TO DO> Copy nothing but the lines below running from the line containing "pub struct Field" through the line containing "pub struct LayoutDesc", both end lines included.
+---+
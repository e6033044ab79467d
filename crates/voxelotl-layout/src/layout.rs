//! Layout descriptors: the host-side record of what a device struct looks like.

use std::fmt::{self, Write as _};

use bytemuck::Pod;

use crate::error::LayoutError;
use crate::primitive::PrimitiveKind;

/// What a layout is bound as.
#[derive(Debug, Copy, Clone, Eq, PartialEq, Hash)]
pub enum LayoutKind {
    /// Per-vertex record in a vertex buffer.
    Vertex,
    /// Per-instance record in a vertex buffer stepped per instance.
    Instance,
    /// Uniform block bound as a whole.
    Uniform,
}

impl fmt::Display for LayoutKind {
    fn fmt(&self, f: &mut fmt::Formatter<'_>) -> fmt::Result {
        f.write_str(match self {
            Self::Vertex => "vertex",
            Self::Instance => "instance",
            Self::Uniform => "uniform",
        })
    }
}

#[derive(Debug, Copy, Clone, Eq, PartialEq)]
pub struct Field {
    pub name: &'static str,
    pub kind: PrimitiveKind,
    pub offset: usize,
}

impl Field {
    #[inline]
    pub const fn end(&self) -> usize {
        self.offset + self.kind.size()
    }
}

/// Static description of one layout structure.
///
/// Produced by the `layout!` declaration together with the struct itself, so
/// offsets come from the compiler and cannot drift from the Rust type.
#[derive(Debug, Copy, Clone, Eq, PartialEq)]
pub struct LayoutDesc {
    pub name: &'static str,
    pub kind: LayoutKind,
    pub size: usize,
    pub align: usize,
    pub fields: &'static [Field],
}

impl LayoutDesc {
    /// Panics (at compile time when used in a `const`) unless the layout is
    /// free of hidden padding under device rules.
    pub const fn assert_dense(&self) {
        let mut end = 0;
        let mut align = 1;
        let mut i = 0;
        while i < self.fields.len() {
            let field = &self.fields[i];
            assert!(field.offset == end, "field does not start where the previous one ends");
            assert!(field.offset % field.kind.align() == 0, "field is misaligned");
            if field.kind.align() > align {
                align = field.kind.align();
            }
            end = field.end();
            i += 1;
        }
        assert!(self.size == end, "layout has trailing padding");
        assert!(self.align == align, "layout alignment differs from its widest field");
        assert!(self.size % self.align == 0, "layout size is not a multiple of its alignment");
    }

    /// Sum of the declared field sizes.
    pub const fn declared_size(&self) -> usize {
        let mut total = 0;
        let mut i = 0;
        while i < self.fields.len() {
            total += self.fields[i].kind.size();
            i += 1;
        }
        total
    }

    pub fn field(&self, name: &str) -> Option<&'static Field> {
        self.fields.iter().find(|f| f.name == name)
    }

    /// Fields a device program actually reads.
    pub fn data_fields(&self) -> impl Iterator<Item = &'static Field> {
        self.fields.iter().filter(|f| !f.kind.is_padding())
    }

    /// Canonical text form, e.g. `Vertex2D:vertex[32/16]{position:f32x2@0,...}`.
    ///
    /// Published variants freeze this string.
    pub fn signature(&self) -> String {
        let mut out = format!("{}:{}[{}/{}]{{", self.name, self.kind, self.size, self.align);
        for (i, field) in self.fields.iter().enumerate() {
            if i > 0 {
                out.push(',');
            }
            let _ = write!(out, "{}:{}@{}", field.name, field.kind, field.offset);
        }
        out.push('}');
        out
    }
}

/// A host struct that is byte-identical to a device struct.
pub trait Layout: Pod + fmt::Debug {
    const DESC: LayoutDesc;

    #[inline]
    fn as_bytes(&self) -> &[u8] {
        bytemuck::bytes_of(self)
    }

    /// Reads one record back from exactly `DESC.size` bytes.
    fn read_from(bytes: &[u8]) -> Result<Self, LayoutError> {
        if bytes.len() != Self::DESC.size {
            return Err(LayoutError::SizeMismatch {
                layout: Self::DESC.name,
                expected: Self::DESC.size,
                actual: bytes.len(),
            });
        }
        Ok(bytemuck::pod_read_unaligned(bytes))
    }

    #[inline]
    fn slice_as_bytes(records: &[Self]) -> &[u8] {
        bytemuck::cast_slice(records)
    }

    /// Reads a packed array of records back.
    fn read_slice(bytes: &[u8]) -> Result<Vec<Self>, LayoutError> {
        let stride = Self::DESC.size;
        if bytes.len() % stride != 0 {
            return Err(LayoutError::StrideMismatch {
                layout: Self::DESC.name,
                stride,
                actual: bytes.len(),
            });
        }
        Ok(bytes.chunks_exact(stride).map(bytemuck::pod_read_unaligned).collect())
    }
}
//! The closed set of contract variants.
//!
//! A variant is the complete agreement between host packers and one device
//! program: every layout, every slot, one color encoding. Variants never
//! share buffers; changing a published layout means adding a variant.

use std::fmt;
use std::str::FromStr;

use crate::contracts;
use crate::error::LayoutError;
use crate::layout::{Layout, LayoutDesc, LayoutKind};
use crate::primitive::PrimitiveKind;
use crate::slot::{ResourceDesc, SlotBinding, SlotDesc, Stage};

#[derive(Debug, Copy, Clone, Eq, PartialEq, Hash)]
pub enum ContractVariant {
    /// Full 3D lit mesh, f32 colors and Phong material terms.
    PhongF32,
    /// Full 3D lit mesh, byte colors.
    PhongU8,
    /// Simplified 3D mesh, half colors and a single light direction.
    DirectionalF16,
    /// 2D overlay quads.
    Ui2d,
    /// Unlit solid-color debug geometry.
    DebugSolid,
}

impl ContractVariant {
    pub const ALL: [ContractVariant; 5] = [
        Self::PhongF32,
        Self::PhongU8,
        Self::DirectionalF16,
        Self::Ui2d,
        Self::DebugSolid,
    ];

    pub const fn id(self) -> &'static str {
        match self {
            Self::PhongF32 => "phong-f32",
            Self::PhongU8 => "phong-u8",
            Self::DirectionalF16 => "directional-f16",
            Self::Ui2d => "ui-2d",
            Self::DebugSolid => "debug-solid",
        }
    }

    pub const fn description(self) -> &'static str {
        match self {
            Self::PhongF32 => "lit mesh, Phong material, f32 color",
            Self::PhongU8 => "lit mesh, Phong material, unorm8 color",
            Self::DirectionalF16 => "lit mesh, directional light only, f16 color",
            Self::Ui2d => "2D overlay, orthographic projection",
            Self::DebugSolid => "unlit solid-color overlay",
        }
    }

    pub const fn desc(self) -> &'static ContractDesc {
        match self {
            Self::PhongF32 => &contracts::phong_f32::CONTRACT,
            Self::PhongU8 => &contracts::phong_u8::CONTRACT,
            Self::DirectionalF16 => &contracts::directional_f16::CONTRACT,
            Self::Ui2d => &contracts::ui2d::CONTRACT,
            Self::DebugSolid => &contracts::debug_solid::CONTRACT,
        }
    }
}

impl fmt::Display for ContractVariant {
    fn fmt(&self, f: &mut fmt::Formatter<'_>) -> fmt::Result {
        f.write_str(self.id())
    }
}

impl FromStr for ContractVariant {
    type Err = LayoutError;

    fn from_str(s: &str) -> Result<Self, Self::Err> {
        Self::ALL
            .into_iter()
            .find(|v| v.id() == s)
            .ok_or_else(|| LayoutError::UnknownVariant(s.to_owned()))
    }
}

/// The one color encoding a variant commits to.
#[derive(Debug, Copy, Clone, Eq, PartialEq, Hash)]
pub enum ColorEncoding {
    F32,
    F16,
    Unorm8,
}

impl ColorEncoding {
    pub const fn kind(self) -> PrimitiveKind {
        match self {
            Self::F32 => PrimitiveKind::F32x4,
            Self::F16 => PrimitiveKind::F16x4,
            Self::Unorm8 => PrimitiveKind::U8x4,
        }
    }
}

/// Static description of one variant.
#[derive(Debug)]
pub struct ContractDesc {
    pub variant: ContractVariant,
    pub color: ColorEncoding,
    pub vertex_slots: &'static [SlotDesc],
    pub fragment_slots: &'static [SlotDesc],
    /// Textures and samplers of the fragment stage, numbered after its buffer slots.
    pub fragment_resources: &'static [ResourceDesc],
    /// Frozen layout signatures, in slot order (vertex stage then fragment).
    pub published: &'static [&'static str],
}

impl ContractDesc {
    pub const fn slots(&self, stage: Stage) -> &'static [SlotDesc] {
        match stage {
            Stage::Vertex => self.vertex_slots,
            Stage::Fragment => self.fragment_slots,
        }
    }

    pub const fn resources(&self, stage: Stage) -> &'static [ResourceDesc] {
        match stage {
            Stage::Vertex => &[],
            Stage::Fragment => self.fragment_resources,
        }
    }

    pub fn resource(&self, stage: Stage, index: u32) -> Option<&'static ResourceDesc> {
        self.resources(stage).iter().find(|r| r.index == index)
    }

    /// Whether `stage` has a bind group at all.
    pub fn binds(&self, stage: Stage) -> bool {
        stage == Stage::Vertex || !self.slots(stage).is_empty() || !self.resources(stage).is_empty()
    }

    pub fn all_slots(&self) -> impl Iterator<Item = &'static SlotDesc> {
        self.vertex_slots.iter().chain(self.fragment_slots)
    }

    pub fn uniform_slots(&self) -> impl Iterator<Item = &'static SlotDesc> {
        self.all_slots().filter(|s| s.binding == SlotBinding::Uniform)
    }

    pub fn vertex_buffer_slots(&self) -> impl Iterator<Item = &'static SlotDesc> {
        self.vertex_slots.iter().filter(|s| s.binding.is_vertex_buffer())
    }

    pub fn slot(&self, stage: Stage, index: u32) -> Option<&'static SlotDesc> {
        self.slots(stage).get(index as usize)
    }

    /// Every layout, once each, in slot order.
    pub fn layouts(&self) -> Vec<&'static LayoutDesc> {
        let mut out: Vec<&'static LayoutDesc> = Vec::new();
        for slot in self.all_slots() {
            if !out.iter().any(|l| std::ptr::eq(*l, slot.layout) || *l == slot.layout) {
                out.push(slot.layout);
            }
        }
        out
    }

    pub fn signatures(&self) -> Vec<String> {
        self.layouts().iter().map(|l| l.signature()).collect()
    }

    /// Checks the structural rules every variant must satisfy.
    pub fn validate(&self) -> Result<(), LayoutError> {
        let variant = self.variant;

        for stage in Stage::ALL {
            let slots = self.slots(stage);
            let dense = slots
                .iter()
                .enumerate()
                .all(|(i, s)| s.index as usize == i && s.stage == stage);
            if !dense {
                return Err(LayoutError::SlotsNotDense { variant, stage });
            }

            let resources = self.resources(stage);
            let continues = resources
                .iter()
                .enumerate()
                .all(|(i, r)| r.index as usize == slots.len() + i && r.stage == stage);
            if !continues {
                return Err(LayoutError::SlotsNotDense { variant, stage });
            }
            let has_uniforms = slots.iter().any(|s| s.binding == SlotBinding::Uniform);
            if has_uniforms && !resources.is_empty() {
                return Err(LayoutError::MixedStageGroup { variant, stage });
            }
        }

        let mut seen_uniform = false;
        for slot in self.vertex_slots {
            match slot.binding {
                SlotBinding::Uniform => seen_uniform = true,
                _ if seen_uniform => {
                    return Err(LayoutError::VertexBufferAfterUniform { variant, slot: slot.name });
                }
                _ => {}
            }
        }

        for slot in self.all_slots() {
            let expected = match slot.binding {
                SlotBinding::VertexBuffer => LayoutKind::Vertex,
                SlotBinding::InstanceBuffer => LayoutKind::Instance,
                SlotBinding::Uniform => LayoutKind::Uniform,
            };
            let fragment_buffer = slot.stage == Stage::Fragment && slot.binding.is_vertex_buffer();
            if slot.layout.kind != expected || fragment_buffer {
                return Err(LayoutError::SlotKindMismatch {
                    variant,
                    slot: slot.name,
                    layout: slot.layout.name,
                });
            }
        }

        for layout in self.layouts() {
            for field in layout.fields.iter().filter(|f| f.name.ends_with("color")) {
                if field.kind != self.color.kind() {
                    return Err(LayoutError::MixedColorEncoding {
                        variant,
                        field: field.name,
                        layout: layout.name,
                    });
                }
            }
        }

        let layouts = self.layouts();
        for (i, layout) in layouts.iter().enumerate() {
            if self.published.get(i).copied() != Some(layout.signature().as_str()) {
                return Err(LayoutError::PublishedDrift { variant, layout: layout.name });
            }
        }
        if self.published.len() != layouts.len() {
            return Err(LayoutError::PublishedDrift { variant, layout: "<published table>" });
        }

        Ok(())
    }
}

/// Host-side handle on one variant.
///
/// Packers and renderers are generic over this trait, so a value produced for
/// one variant cannot be handed to another variant's program.
pub trait Contract: 'static {
    const DESC: &'static ContractDesc;
    type Vertex: Layout;
    type VertexUniforms: Layout;
    const VERTICES_SLOT: u32;
    const VERTEX_UNIFORMS_SLOT: u32;
}

/// Variant with a per-instance buffer.
pub trait Instanced: Contract {
    type Instance: Layout;
    const INSTANCE_SLOT: u32;
}

/// Variant whose fragment stage samples one texture.
pub trait Textured: Contract {
    const TEXTURE_SLOT: u32;
    const SAMPLER_SLOT: u32;
}

/// Variant whose fragment stage reads a lighting uniform block.
pub trait LitFragment: Contract {
    type FragmentUniforms: Layout;
    const FRAGMENT_UNIFORMS_SLOT: u32;
}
+---+
RESULT>
pub struct Field {
    pub name: &'static str,
    pub kind: PrimitiveKind,
    pub offset: usize,
}

impl Field {
    #[inline]
    pub const fn end(&self) -> usize {
        self.offset + self.kind.size()
    }
}

/// Static description of one layout structure.
///
/// Produced by the `layout!` declaration together with the struct itself, so
/// offsets come from the compiler and cannot drift from the Rust type.
#[derive(Debug, Copy, Clone, Eq, PartialEq)]
pub struct LayoutDesc {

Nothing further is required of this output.